Stored data
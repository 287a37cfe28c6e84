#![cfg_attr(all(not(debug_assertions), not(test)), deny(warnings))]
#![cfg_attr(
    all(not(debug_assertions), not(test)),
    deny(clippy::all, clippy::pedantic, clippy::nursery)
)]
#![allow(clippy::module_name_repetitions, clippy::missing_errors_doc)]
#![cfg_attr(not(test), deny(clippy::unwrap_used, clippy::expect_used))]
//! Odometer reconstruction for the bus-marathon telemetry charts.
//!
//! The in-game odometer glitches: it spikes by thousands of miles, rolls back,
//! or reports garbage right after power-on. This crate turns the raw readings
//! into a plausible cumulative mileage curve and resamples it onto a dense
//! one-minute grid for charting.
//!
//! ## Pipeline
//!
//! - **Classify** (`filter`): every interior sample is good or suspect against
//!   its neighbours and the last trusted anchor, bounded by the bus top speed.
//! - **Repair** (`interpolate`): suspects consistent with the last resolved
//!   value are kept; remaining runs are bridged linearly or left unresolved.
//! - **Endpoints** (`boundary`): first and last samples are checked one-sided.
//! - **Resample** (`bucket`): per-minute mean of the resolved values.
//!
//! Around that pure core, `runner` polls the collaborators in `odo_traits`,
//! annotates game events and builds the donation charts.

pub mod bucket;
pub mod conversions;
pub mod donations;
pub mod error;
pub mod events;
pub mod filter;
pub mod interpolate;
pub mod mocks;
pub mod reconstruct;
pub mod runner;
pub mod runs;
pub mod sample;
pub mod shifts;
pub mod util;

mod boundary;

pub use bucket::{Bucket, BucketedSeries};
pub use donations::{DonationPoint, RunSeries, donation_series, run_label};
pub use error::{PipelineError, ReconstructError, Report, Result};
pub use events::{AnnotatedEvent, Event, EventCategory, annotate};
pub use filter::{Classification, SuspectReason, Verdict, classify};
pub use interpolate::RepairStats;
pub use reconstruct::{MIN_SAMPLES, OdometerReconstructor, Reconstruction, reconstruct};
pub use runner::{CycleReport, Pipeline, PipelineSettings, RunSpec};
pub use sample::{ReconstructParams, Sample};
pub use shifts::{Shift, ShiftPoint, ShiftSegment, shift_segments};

* _WHAT IS BEING ASKED_
Scan the entries above and work out how many lines include the word "filter"; the reply is that number alone.

* _RESPONSE_
3